*Stored items*:
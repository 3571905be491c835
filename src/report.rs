//! Report rendering boundary
//!
//! Consumes the orchestration report plus the per-analyzer ranked views
//! and produces the human-readable artifact. Paths in findings are
//! already relative to the (torn down) workspace root. A finding that
//! cannot be formatted gets a fallback line; it never takes the rest of
//! the report down with it.

use crate::core::error::{LensError, LensResult, ResultExt};
use crate::core::result::{AnalysisResult, Finding};
use crate::engine::OrchestrationReport;
use crate::ranking;
use std::path::{Path, PathBuf};

/// Render the full report as displayable text
pub fn render(reference: &str, report: &OrchestrationReport, top_n: usize) -> String {
  let mut out = String::new();

  out.push_str("Repository analysis report\n");
  out.push_str(&format!("Reference: {}\n", reference));
  out.push_str(&format!(
    "Generated: {}\n",
    chrono::Utc::now().format("%Y-%m-%d %H:%M:%S UTC")
  ));

  for (name, result) in report.entries() {
    out.push_str("\n━━━━━━━━━━━━━━━━━━━━━━━━━━━━━━━━━━━━━━━━━━━━━━\n");
    match result {
      AnalysisResult::Failure { error } => {
        out.push_str(&format!("❌ {}\n", name));
        out.push_str(&format!("   {}\n", error));
      }
      AnalysisResult::Success { summary, details } => {
        out.push_str(&format!("✅ {}\n", name));

        for (key, value) in summary {
          out.push_str(&format!("   {}: {}\n", key, display_value(value)));
        }

        let ranked = ranking::rank(name, details, top_n);
        if !ranked.is_empty() {
          out.push_str(&format!("\n   Top {} issues:\n", ranked.len()));
          for finding in &ranked {
            match format_finding(name, finding) {
              Ok(line) => out.push_str(&format!("   {}\n", line)),
              Err(e) => out.push_str(&format!("   ⚠️  could not render finding: {}\n", e)),
            }
          }
        }
      }
    }
  }

  out
}

/// One line per finding, field selection depending on the analyzer that
/// produced it
fn format_finding(analyzer_name: &str, finding: &Finding) -> LensResult<String> {
  match finding {
    Finding::Security(f) => Ok(format!(
      "{}:{} [{}] {}",
      f.filename, f.line_number, f.issue_severity, f.issue_text
    )),
    Finding::Style(i) => Ok(format!(
      "{}:{} [{}/{}] {}",
      i.path, i.line, i.kind, i.symbol, i.message
    )),
    Finding::Complexity(b) => Ok(format!(
      "{}:{} [{}] {} {} (complexity {})",
      b.file, b.lineno, b.rank, b.kind, b.name, b.complexity
    )),
    Finding::FileError(e) => Ok(format!("Error processing {}: {}", e.file, e.error)),
  }
  .and_then(|line: String| {
    if line.trim().is_empty() {
      Err(LensError::message(format!("empty {} finding", analyzer_name)))
    } else {
      Ok(line)
    }
  })
}

fn display_value(value: &serde_json::Value) -> String {
  match value {
    serde_json::Value::String(s) => s.clone(),
    other => other.to_string(),
  }
}

/// Write the rendered report into `dir` under a timestamped name and
/// return its path
pub fn write_artifact_in(dir: &Path, contents: &str) -> LensResult<PathBuf> {
  let timestamp = chrono::Utc::now().format("%Y%m%d-%H%M%S");
  let path = dir.join(format!("repolens-report-{}.txt", timestamp));
  std::fs::write(&path, contents).with_context(|| format!("Failed to write {}", path.display()))?;
  Ok(path)
}

/// Write the report artifact into the current working directory
pub fn write_artifact(contents: &str) -> LensResult<PathBuf> {
  write_artifact_in(Path::new("."), contents)
}
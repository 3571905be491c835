//! Security analyzer backed by bandit
//!
//! Bandit is invoked as a child process with JSON output. Its exit status
//! is not an error signal: the tool exits non-zero whenever findings are
//! present, so only a failure to spawn or unparsable output counts as a
//! failure here.

use crate::analyzers::Analyzer;
use crate::core::result::{AnalysisResult, Finding, SecurityFinding, Summary};
use serde::Deserialize;
use std::path::Path;
use std::process::Command;

pub struct SecurityAnalyzer;

#[derive(Deserialize)]
struct BanditOutput {
  #[serde(default)]
  results: Vec<SecurityFinding>,
}

impl Analyzer for SecurityAnalyzer {
  fn name(&self) -> &str {
    "security"
  }

  fn description(&self) -> &str {
    "Scans for common security issues with bandit"
  }

  fn analyze(&self, repo_path: &Path) -> AnalysisResult {
    eprintln!("🔍 Running bandit on {}", repo_path.display());

    let output = match Command::new("bandit")
      .arg("-r")
      .arg(repo_path)
      .args(["-f", "json", "-q"])
      .output()
    {
      Ok(output) => output,
      Err(e) => return AnalysisResult::failure(format!("bandit failed to run: {}", e)),
    };

    // Non-zero exit means findings were present; parse stdout regardless.
    let parsed: BanditOutput = match serde_json::from_slice(&output.stdout) {
      Ok(parsed) => parsed,
      Err(_) => return AnalysisResult::failure("Failed to parse bandit output."),
    };

    let summary = summarize(&parsed.results);
    let details = parsed.results.into_iter().map(Finding::Security).collect();

    AnalysisResult::Success { summary, details }.reclassify_empty()
  }
}

/// Count findings grouped by severity label
fn summarize(findings: &[SecurityFinding]) -> Summary {
  let mut summary = Summary::new();
  for finding in findings {
    let severity = if finding.issue_severity.is_empty() {
      "UNSPECIFIED"
    } else {
      finding.issue_severity.as_str()
    };
    let count = summary.get(severity).and_then(|v| v.as_u64()).unwrap_or(0);
    summary.insert(severity.to_string(), serde_json::Value::from(count + 1));
  }
  summary
}
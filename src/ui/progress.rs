//! Progress indicators for long-running operations
//!
//! Uses `linya` for allocation-free progress bars.

use linya::{Bar, Progress};

/// Progress bar over the analyzer sequence
pub struct AnalyzerProgress {
  progress: Progress,
  bar: Bar,
}

impl AnalyzerProgress {
  /// Create a new progress bar for a run of `total` analyzers
  pub fn new(total: usize, label: impl Into<String>) -> Self {
    let mut progress = Progress::new();
    let bar = progress.bar(total, label.into());
    Self { progress, bar }
  }

  /// Increment progress by 1
  pub fn inc(&mut self) {
    self.progress.inc_and_draw(&self.bar, 1);
  }
}
//! Tests for workspace acquisition through the CLI

use crate::helpers::*;
use anyhow::Result;
use tempfile::TempDir;

const MAIN_MODULE: &str = r#""""Entry point."""

def main():
    """Run the thing."""
    return 0
"#;

const FEATURE_MODULE: &str = r#"def feature_flag(x):
    if x:
        return True
    return False
"#;

fn fixture_with_branch() -> Result<(PythonRepo, std::path::PathBuf)> {
  let repo = PythonRepo::new()?;
  repo.write_file("app.py", MAIN_MODULE)?;
  repo.commit("Initial commit")?;
  repo.add_branch("feature", "feature_only.py", FEATURE_MODULE)?;
  let published = repo.publish()?;
  Ok((repo, published))
}

#[test]
fn test_clones_default_branch_without_suffix() -> Result<()> {
  let (_repo, published) = fixture_with_branch()?;
  let cwd = TempDir::new()?;

  let output = run_repolens(cwd.path(), &[published.to_str().unwrap()])?;
  let stdout = stdout_of(&output);

  assert!(stdout.contains("app.py"));
  assert!(!stdout.contains("feature_only.py"));
  Ok(())
}

#[test]
fn test_clones_named_ref_with_tree_suffix() -> Result<()> {
  let (_repo, published) = fixture_with_branch()?;
  let cwd = TempDir::new()?;

  let reference = format!("{}/tree/feature", published.display());
  let output = run_repolens(cwd.path(), &[&reference])?;
  let stdout = stdout_of(&output);

  assert!(stdout.contains("feature_only.py"));
  Ok(())
}

#[test]
fn test_nonexistent_reference_is_fatal_with_canonical_message() -> Result<()> {
  let cwd = TempDir::new()?;

  let output = run_repolens_raw(cwd.path(), &["/no/such/repository/anywhere"])?;

  assert!(!output.status.success());
  assert!(stderr_of(&output).contains("Failed to clone repository"));
  // no report artifact may be produced for a failed acquisition
  let artifacts: Vec<_> = std::fs::read_dir(cwd.path())?
    .filter_map(|e| e.ok())
    .filter(|e| e.file_name().to_string_lossy().starts_with("repolens-report-"))
    .collect();
  assert!(artifacts.is_empty());
  Ok(())
}

#[test]
fn test_nonexistent_ref_on_real_repository_is_fatal() -> Result<()> {
  let (_repo, published) = fixture_with_branch()?;
  let cwd = TempDir::new()?;

  let reference = format!("{}/tree/no-such-branch", published.display());
  let output = run_repolens_raw(cwd.path(), &[&reference])?;

  assert!(!output.status.success());
  assert!(stderr_of(&output).contains("Failed to clone repository"));
  Ok(())
}
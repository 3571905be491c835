//! Cyclomatic complexity analyzer
//!
//! Walks every Python file in the checkout, parses it with tree-sitter and
//! scores each function, method and class: one point for the block itself
//! plus one per decision point (branches, loops, exception handlers,
//! boolean operators, comprehension clauses, ternaries, assertions).
//! Scores map to letter ranks A through F. A file that fails to read or
//! parse becomes a per-file error entry; it never aborts the walk.

use crate::analyzers::Analyzer;
use crate::core::result::{AnalysisResult, ComplexityBlock, FileError, Finding, Summary};
use std::path::Path;
use tree_sitter::{Node, Parser};

pub struct ComplexityAnalyzer;

impl Analyzer for ComplexityAnalyzer {
  fn name(&self) -> &str {
    "complexity"
  }

  fn description(&self) -> &str {
    "Scores cyclomatic complexity per function, method and class"
  }

  fn analyze(&self, repo_path: &Path) -> AnalysisResult {
    eprintln!("🔍 Scoring complexity under {}", repo_path.display());

    let mut parser = Parser::new();
    let language: tree_sitter::Language = tree_sitter_python::LANGUAGE.into();
    if parser.set_language(&language).is_err() {
      return AnalysisResult::failure("Complexity analysis failed: Python grammar unavailable");
    }

    let mut details = Vec::new();
    for file in super::python_files(repo_path) {
      let display = file.to_string_lossy().into_owned();
      let source = match std::fs::read_to_string(&file) {
        Ok(source) => source,
        Err(e) => {
          details.push(Finding::FileError(FileError {
            file: display,
            error: e.to_string(),
          }));
          continue;
        }
      };

      match parse_blocks(&mut parser, &source, &display) {
        Ok(blocks) => details.extend(blocks.into_iter().map(Finding::Complexity)),
        Err(error) => details.push(Finding::FileError(FileError { file: display, error })),
      }
    }

    let summary = summarize(&details);
    AnalysisResult::Success { summary, details }.reclassify_empty()
  }
}

fn parse_blocks(parser: &mut Parser, source: &str, file: &str) -> Result<Vec<ComplexityBlock>, String> {
  let tree = parser
    .parse(source, None)
    .ok_or_else(|| "failed to parse source".to_string())?;
  let root = tree.root_node();
  if root.has_error() {
    return Err("invalid syntax".to_string());
  }

  let mut blocks = Vec::new();
  collect_blocks(root, source, file, false, &mut blocks);
  Ok(blocks)
}

/// Recursively collect scored blocks. `in_class` distinguishes methods
/// from plain functions; nested definitions are reported as blocks of
/// their own and excluded from the enclosing score, matching how radon
/// segments code.
fn collect_blocks(node: Node, source: &str, file: &str, in_class: bool, blocks: &mut Vec<ComplexityBlock>) {
  let mut cursor = node.walk();
  for child in node.children(&mut cursor) {
    match child.kind() {
      "function_definition" => {
        let kind = if in_class { "method" } else { "function" };
        blocks.push(score_block(child, source, file, kind));
        if let Some(body) = child.child_by_field_name("body") {
          collect_blocks(body, source, file, false, blocks);
        }
      }
      "class_definition" => {
        blocks.push(score_block(child, source, file, "class"));
        if let Some(body) = child.child_by_field_name("body") {
          collect_blocks(body, source, file, true, blocks);
        }
      }
      _ => collect_blocks(child, source, file, in_class, blocks),
    }
  }
}

fn score_block(node: Node, source: &str, file: &str, kind: &str) -> ComplexityBlock {
  let name = node
    .child_by_field_name("name")
    .map(|n| source[n.byte_range()].to_string())
    .unwrap_or_else(|| "<anonymous>".to_string());

  let complexity = 1
    + node
      .child_by_field_name("body")
      .map(|body| count_decisions(body))
      .unwrap_or(0);

  ComplexityBlock {
    file: file.to_string(),
    name,
    complexity,
    kind: kind.to_string(),
    lineno: node.start_position().row as u64 + 1,
    rank: rank(complexity).to_string(),
  }
}

/// Count decision points below `node`, stopping at nested definitions
/// (they are scored as blocks of their own).
fn count_decisions(node: Node) -> u32 {
  let mut count = 0;
  let mut cursor = node.walk();
  for child in node.children(&mut cursor) {
    if matches!(child.kind(), "function_definition" | "class_definition") {
      continue;
    }
    count += decision_weight(child.kind()) + count_decisions(child);
  }
  count
}

fn decision_weight(kind: &str) -> u32 {
  match kind {
    "if_statement" | "elif_clause" | "for_statement" | "while_statement" | "except_clause"
    | "boolean_operator" | "conditional_expression" | "assert_statement" | "case_clause"
    | "if_clause" | "for_in_clause" => 1,
    _ => 0,
  }
}

/// Letter rank for a complexity score (radon's thresholds)
fn rank(complexity: u32) -> &'static str {
  match complexity {
    0..=5 => "A",
    6..=10 => "B",
    11..=20 => "C",
    21..=30 => "D",
    31..=40 => "E",
    _ => "F",
  }
}

/// Count blocks grouped by rank letter
fn summarize(details: &[Finding]) -> Summary {
  let mut summary = Summary::new();
  for finding in details {
    if let Finding::Complexity(block) = finding {
      let count = summary.get(&block.rank).and_then(|v| v.as_u64()).unwrap_or(0);
      summary.insert(block.rank.clone(), serde_json::Value::from(count + 1));
    }
  }
  summary
}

*EXERCISE*: Show every line from the entries above in which the word "plus" appears.

*RESPONSE TO THIS EXERCISE*:
//! Consumes the orchestration report plus the per-analyzer ranked views
//! plus one per decision point (branches, loops, exception handlers,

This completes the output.